More rapid growth for Maverick -- and work for more than just college students -- could be in store under a $5 million grant proposal submitted to the U.S. Department of Labor by Bruce Lindberg, executive director of Advance IT Minnesota.

The Maverick model, which gives students one to three years of work experience with a company, has been so successful in contributing to employability that it is now the subject of research by a MnSCU faculty member and group of graduate students, Lindberg said.

"Is it the fact that Marty is [so] damn good at hiring that he's able to pick out the best and the brightest? Or are they getting skills on the jobs that you aren't able to obtain in the classroom?"

Lindberg said."We think it's a little bit of both. We hope to use the findings from that research to help employers and faculty structure internships in a more effective way."

Lindberg's idea is to apply the Maverick model to help 300 to 350 older workers who may have lost their jobs or who need to upgrade their technical skills for today's job market.
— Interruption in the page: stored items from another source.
//! Text styles: colors, attributes and hyperlinks.
//!
//! Each attribute is tri-valued (unset, on, off) and stored as two parallel
//! bitsets: `set_attributes` records which attributes have a value and
//! `attributes` holds that value. This makes [`Style::combine`] a pair of bit
//! operations: set bits in the overlay replace the base, unset bits pass the
//! base through.

mod ansi;
mod error;
mod parse;
mod stack;

pub use ansi::{make_ansi_codes, push_attribute_codes, push_color_codes};
pub use error::{StyleStackError, StyleSyntaxError};
pub use parse::parse_style;
pub use stack::StyleStack;

use std::fmt;
use std::ops::Add;
use std::sync::atomic::{AtomicU64, Ordering};

use crate::color::{Color, ColorSystem};

static LINK_COUNTER: AtomicU64 = AtomicU64::new(1);

/// A boolean text attribute.
#[derive(Debug, Clone, Copy, PartialEq, Eq, Hash)]
pub enum Attribute {
    Bold,
    Dim,
    Italic,
    Underline,
    Blink,
    /// Fast blink.
    Blink2,
    Reverse,
    Conceal,
    Strike,
    /// Double underline.
    Underline2,
    Frame,
    Encircle,
    Overline,
}

impl Attribute {
    pub const ALL: [Attribute; 13] = [
        Attribute::Bold,
        Attribute::Dim,
        Attribute::Italic,
        Attribute::Underline,
        Attribute::Blink,
        Attribute::Blink2,
        Attribute::Reverse,
        Attribute::Conceal,
        Attribute::Strike,
        Attribute::Underline2,
        Attribute::Frame,
        Attribute::Encircle,
        Attribute::Overline,
    ];

    fn bit(self) -> u16 {
        1 << (self as u16)
    }

    /// Canonical name used in style definitions.
    pub fn name(self) -> &'static str {
        match self {
            Self::Bold => "bold",
            Self::Dim => "dim",
            Self::Italic => "italic",
            Self::Underline => "underline",
            Self::Blink => "blink",
            Self::Blink2 => "blink2",
            Self::Reverse => "reverse",
            Self::Conceal => "conceal",
            Self::Strike => "strike",
            Self::Underline2 => "underline2",
            Self::Frame => "frame",
            Self::Encircle => "encircle",
            Self::Overline => "overline",
        }
    }

    /// Look up an attribute by name or short alias.
    pub fn from_name(name: &str) -> Option<Self> {
        let attribute = match name {
            "bold" | "b" => Self::Bold,
            "dim" | "d" => Self::Dim,
            "italic" | "i" => Self::Italic,
            "underline" | "u" => Self::Underline,
            "blink" => Self::Blink,
            "blink2" => Self::Blink2,
            "reverse" | "r" => Self::Reverse,
            "conceal" | "c" => Self::Conceal,
            "strike" | "s" => Self::Strike,
            "underline2" | "uu" => Self::Underline2,
            "frame" => Self::Frame,
            "encircle" => Self::Encircle,
            "overline" | "o" => Self::Overline,
            _ => return None,
        };
        Some(attribute)
    }

    /// SGR parameter that turns the attribute on.
    pub fn sgr_on(self) -> &'static str {
        match self {
            Self::Bold => "1",
            Self::Dim => "2",
            Self::Italic => "3",
            Self::Underline => "4",
            Self::Blink => "5",
            Self::Blink2 => "6",
            Self::Reverse => "7",
            Self::Conceal => "8",
            Self::Strike => "9",
            Self::Underline2 => "21",
            Self::Frame => "51",
            Self::Encircle => "52",
            Self::Overline => "53",
        }
    }

    /// SGR parameter that turns the attribute off.
    pub fn sgr_off(self) -> &'static str {
        match self {
            Self::Bold | Self::Dim => "22",
            Self::Italic => "23",
            Self::Underline | Self::Underline2 => "24",
            Self::Blink | Self::Blink2 => "25",
            Self::Reverse => "27",
            Self::Conceal => "28",
            Self::Strike => "29",
            Self::Frame | Self::Encircle => "54",
            Self::Overline => "55",
        }
    }
}

/// A hyperlink target with a session-unique id.
///
/// Terminals use the id to group the cells of one link that was split across
/// several escape sequences.
#[derive(Debug, Clone, PartialEq, Eq, Hash)]
pub struct Link {
    pub url: String,
    pub id: String,
}

impl Link {
    pub fn new(url: impl Into<String>) -> Self {
        let id = LINK_COUNTER.fetch_add(1, Ordering::Relaxed);
        Self {
            url: url.into(),
            id: id.to_string(),
        }
    }
}

/// An immutable set of text attributes, colors and an optional hyperlink.
///
/// Styles never change in place; every modifier returns a new style.
#[derive(Debug, Clone, Default, PartialEq, Eq, Hash)]
pub struct Style {
    color: Option<Color>,
    bgcolor: Option<Color>,
    attributes: u16,
    set_attributes: u16,
    link: Option<Link>,
}

impl Style {
    /// The empty style, which changes nothing when combined or rendered.
    pub fn null() -> Self {
        Self::default()
    }

    /// A style with only a foreground color.
    pub fn from_color(color: Color) -> Self {
        Self::null().fg(color)
    }

    /// Parse a style definition such as `"bold red on blue"`.
    pub fn parse(definition: &str) -> Result<Self, StyleSyntaxError> {
        parse::parse_style(definition)
    }

    /// Parse and re-serialize a definition, leaving invalid input untouched.
    pub fn normalize(definition: &str) -> String {
        match Self::parse(definition) {
            Ok(style) => style.to_string(),
            Err(_) => definition.trim().to_lowercase(),
        }
    }

    pub fn fg(mut self, color: Color) -> Self {
        self.color = Some(color);
        self
    }

    pub fn bg(mut self, color: Color) -> Self {
        self.bgcolor = Some(color);
        self
    }

    /// Set an attribute on or off.
    pub fn attr(mut self, attribute: Attribute, on: bool) -> Self {
        let bit = attribute.bit();
        self.set_attributes |= bit;
        if on {
            self.attributes |= bit;
        } else {
            self.attributes &= !bit;
        }
        self
    }

    pub fn bold(self, on: bool) -> Self {
        self.attr(Attribute::Bold, on)
    }

    pub fn dim(self, on: bool) -> Self {
        self.attr(Attribute::Dim, on)
    }

    pub fn italic(self, on: bool) -> Self {
        self.attr(Attribute::Italic, on)
    }

    pub fn underline(self, on: bool) -> Self {
        self.attr(Attribute::Underline, on)
    }

    pub fn reverse(self, on: bool) -> Self {
        self.attr(Attribute::Reverse, on)
    }

    pub fn strike(self, on: bool) -> Self {
        self.attr(Attribute::Strike, on)
    }

    /// Attach a hyperlink. Each call allocates a fresh link id.
    pub fn link(mut self, url: impl Into<String>) -> Self {
        self.link = Some(Link::new(url));
        self
    }

    /// Value of an attribute: `None` when unset.
    pub fn get(&self, attribute: Attribute) -> Option<bool> {
        let bit = attribute.bit();
        if self.set_attributes & bit == 0 {
            None
        } else {
            Some(self.attributes & bit != 0)
        }
    }

    pub fn color(&self) -> Option<&Color> {
        self.color.as_ref()
    }

    pub fn bgcolor(&self) -> Option<&Color> {
        self.bgcolor.as_ref()
    }

    pub fn get_link(&self) -> Option<&Link> {
        self.link.as_ref()
    }

    /// Check if the style has nothing set.
    pub fn is_null(&self) -> bool {
        self.color.is_none()
            && self.bgcolor.is_none()
            && self.set_attributes == 0
            && self.link.is_none()
    }

    /// Layer `overlay` on top of this style.
    ///
    /// Attributes the overlay sets (on or off) replace ours, unset ones keep
    /// ours. Colors and link are taken from the overlay when present.
    pub fn combine(&self, overlay: &Style) -> Style {
        if overlay.is_null() {
            return self.clone();
        }
        if self.is_null() {
            return overlay.clone();
        }
        Style {
            color: overlay.color.clone().or_else(|| self.color.clone()),
            bgcolor: overlay.bgcolor.clone().or_else(|| self.bgcolor.clone()),
            attributes: (self.attributes & !overlay.set_attributes)
                | (overlay.attributes & overlay.set_attributes),
            set_attributes: self.set_attributes | overlay.set_attributes,
            link: overlay.link.clone().or_else(|| self.link.clone()),
        }
    }

    /// Combine styles left to right.
    pub fn combine_all<'a>(styles: impl IntoIterator<Item = &'a Style>) -> Style {
        styles
            .into_iter()
            .fold(Style::null(), |acc, style| acc.combine(style))
    }

    /// Combine owned styles left to right.
    pub fn chain(styles: impl IntoIterator<Item = Style>) -> Style {
        styles
            .into_iter()
            .fold(Style::null(), |acc, style| acc.combine(&style))
    }

    /// A copy with foreground and background colors removed.
    pub fn without_color(&self) -> Style {
        Style {
            color: None,
            bgcolor: None,
            ..self.clone()
        }
    }

    /// A style with only this style's background color.
    pub fn background_style(&self) -> Style {
        Style {
            bgcolor: self.bgcolor.clone(),
            ..Style::null()
        }
    }

    /// A copy without the hyperlink.
    pub fn without_link(&self) -> Style {
        Style {
            link: None,
            ..self.clone()
        }
    }

    /// Wrap `text` in the escape sequences for this style.
    ///
    /// With no color system the text is returned as-is. An empty style
    /// adds no bytes.
    pub fn render(&self, text: &str, color_system: Option<ColorSystem>) -> String {
        let Some(system) = color_system else {
            return text.to_string();
        };
        if text.is_empty() {
            return String::new();
        }
        let codes = make_ansi_codes(self, system);
        let mut rendered = if codes.is_empty() {
            text.to_string()
        } else {
            format!("\x1b[{}m{}\x1b[0m", codes, text)
        };
        if let Some(link) = &self.link {
            rendered = format!(
                "\x1b]8;id={};{}\x1b\\{}\x1b]8;;\x1b\\",
                link.id, link.url, rendered
            );
        }
        rendered
    }
}

impl fmt::Display for Style {
    fn fmt(&self, f: &mut fmt::Formatter<'_>) -> fmt::Result {
        let mut words: Vec<String> = Vec::new();
        for attribute in Attribute::ALL {
            match self.get(attribute) {
                Some(true) => words.push(attribute.name().to_string()),
                Some(false) => words.push(format!("not {}", attribute.name())),
                None => {}
            }
        }
        if let Some(color) = &self.color {
            words.push(color.name().to_string());
        }
        if let Some(bgcolor) = &self.bgcolor {
            words.push(format!("on {}", bgcolor.name()));
        }
        if let Some(link) = &self.link {
            words.push(format!("link {}", link.url));
        }
        if words.is_empty() {
            f.write_str("none")
        } else {
            f.write_str(&words.join(" "))
        }
    }
}

impl std::str::FromStr for Style {
    type Err = StyleSyntaxError;

    fn from_str(s: &str) -> Result<Self, Self::Err> {
        Style::parse(s)
    }
}

impl Add for Style {
    type Output = Style;

    fn add(self, rhs: Style) -> Style {
        self.combine(&rhs)
    }
}

impl Add<&Style> for &Style {
    type Output = Style;

    fn add(self, rhs: &Style) -> Style {
        self.combine(rhs)
    }
}

impl Add<Option<&Style>> for Style {
    type Output = Style;

    fn add(self, rhs: Option<&Style>) -> Style {
        match rhs {
            Some(style) => self.combine(style),
            None => self,
        }
    }
}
He doesn't expect to find out about whether the grant will get approved until early next year.

The proposed project, which would involve the state Department of Employment and Economic Development, would offer work experience in two job categories that Lindberg said are hot now in the Twin Cities but in which skilled employees are in short supply: application development and testing, which Maverick's students now do, and implementing and customizing enterprise resource planning applications for local Fortune 500 companies.
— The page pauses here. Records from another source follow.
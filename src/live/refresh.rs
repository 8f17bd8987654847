//! Background refresh for live displays.
//!
//! A dedicated thread calls a refresh function at a fixed interval until it
//! is told to stop. Ticks missed while a refresh runs are not queued.

use std::sync::mpsc::{self, Receiver, RecvTimeoutError, Sender};
use std::thread::{self, JoinHandle};
use std::time::Duration;

/// Handle to a running refresh thread.
pub(crate) struct RefreshThread {
    stop_tx: Sender<()>,
    handle: JoinHandle<()>,
}

impl RefreshThread {
    /// Spawn a thread calling `refresh` every `interval`.
    pub(crate) fn spawn(
        interval: Duration,
        refresh: impl Fn() + Send + 'static,
    ) -> std::io::Result<Self> {
        let (stop_tx, stop_rx) = mpsc::channel();
        let handle = thread::Builder::new()
            .name("live-refresh".to_string())
            .spawn(move || refresh_loop(stop_rx, interval, refresh))?;
        tracing::debug!(interval_ms = interval.as_millis() as u64, "refresh thread spawned");
        Ok(Self { stop_tx, handle })
    }

    /// Signal the thread and wait for it to exit.
    ///
    /// No refresh runs after this returns.
    pub(crate) fn stop(self) {
        // The thread may already have exited
        let _ = self.stop_tx.send(());
        if self.handle.join().is_err() {
            tracing::warn!("refresh thread panicked");
        } else {
            tracing::debug!("refresh thread joined");
        }
    }
}

/// Call `refresh` each time `interval` passes without a stop signal.
///
/// Exits on a stop signal or when the sender is dropped.
fn refresh_loop(stop_rx: Receiver<()>, interval: Duration, refresh: impl Fn()) {
    loop {
        match stop_rx.recv_timeout(interval) {
            Err(RecvTimeoutError::Timeout) => refresh(),
            Ok(()) | Err(RecvTimeoutError::Disconnected) => break,
        }
    }
}

#[cfg(test)]
mod tests {
    use super::*;
    use std::sync::atomic::{AtomicUsize, Ordering};
    use std::sync::Arc;
    use std::time::Instant;

    #[test]
    fn refreshes_until_stopped() {
        let count = Arc::new(AtomicUsize::new(0));
        let counter = Arc::clone(&count);
        let thread = RefreshThread::spawn(Duration::from_millis(5), move || {
            counter.fetch_add(1, Ordering::SeqCst);
        })
        .unwrap();

        let deadline = Instant::now() + Duration::from_secs(5);
        while count.load(Ordering::SeqCst) < 2 && Instant::now() < deadline {
            thread::sleep(Duration::from_millis(1));
        }
        thread.stop();
        let after_stop = count.load(Ordering::SeqCst);
        assert!(after_stop >= 2);

        thread::sleep(Duration::from_millis(20));
        assert_eq!(count.load(Ordering::SeqCst), after_stop);
    }

    #[test]
    fn loop_exits_when_sender_dropped() {
        let (stop_tx, stop_rx) = mpsc::channel::<()>();
        drop(stop_tx);
        refresh_loop(stop_rx, Duration::from_millis(1), || panic!("refreshed after disconnect"));
    }
}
Maverick, which had revenue of $3.5 million in 2010, plans to pursue controlled growth, doubling to a dozen or so offices on Midwestern campuses in the next three to five years, Hebig said. The key is to find corporate clients and campuses that will work with Maverick before investing the $100,000 or so it takes to open a new location.

In addition to the U, Maverick has locations at three schools in the Minnesota State Colleges and Universities (MnSCU) system: Minnesota State University, Mankato; Metropolitan State University in St. Paul, and St. Cloud State University. The other offices employ students from the University of St. Thomas, Bethel University and Macalester College, the University of Wisconsin-Madison and Iowa State University.